WHAT IS NEEDED: Take the records below from their first line to the line with "pub struct Balancer", and restate those lines word for word.

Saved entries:
--------------------------------------------------

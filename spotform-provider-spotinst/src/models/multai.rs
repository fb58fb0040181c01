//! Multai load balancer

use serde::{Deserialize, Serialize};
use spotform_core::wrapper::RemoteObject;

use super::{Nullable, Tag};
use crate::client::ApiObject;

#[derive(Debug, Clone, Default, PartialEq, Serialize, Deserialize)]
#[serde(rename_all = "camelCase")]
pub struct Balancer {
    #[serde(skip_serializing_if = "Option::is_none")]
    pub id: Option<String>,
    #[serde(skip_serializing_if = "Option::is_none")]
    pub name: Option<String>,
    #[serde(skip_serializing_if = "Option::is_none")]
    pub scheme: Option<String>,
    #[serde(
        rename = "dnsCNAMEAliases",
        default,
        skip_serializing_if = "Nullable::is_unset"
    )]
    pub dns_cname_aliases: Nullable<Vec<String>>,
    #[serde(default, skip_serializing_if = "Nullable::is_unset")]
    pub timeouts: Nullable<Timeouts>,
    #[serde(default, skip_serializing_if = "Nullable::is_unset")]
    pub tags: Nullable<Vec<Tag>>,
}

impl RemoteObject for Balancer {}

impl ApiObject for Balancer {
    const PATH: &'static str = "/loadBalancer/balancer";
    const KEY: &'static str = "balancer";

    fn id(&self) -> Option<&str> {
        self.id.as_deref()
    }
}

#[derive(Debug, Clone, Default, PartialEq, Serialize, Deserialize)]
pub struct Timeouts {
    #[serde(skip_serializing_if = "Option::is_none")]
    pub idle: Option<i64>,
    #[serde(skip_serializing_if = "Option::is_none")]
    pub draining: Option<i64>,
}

--------------------------------------------------

TASK OUTPUT:
filename spotform-provider-spotinst/src/models/multai.rs
repository fb58fb0040181c01
//! Multai load balancer

use serde::{Deserialize, Serialize};
use spotform_core::wrapper::RemoteObject;

use super::{Nullable, Tag};
use crate::client::ApiObject;

#[derive(Debug, Clone, Default, PartialEq, Serialize, Deserialize)]
#[serde(rename_all = "camelCase")]
pub struct Balancer {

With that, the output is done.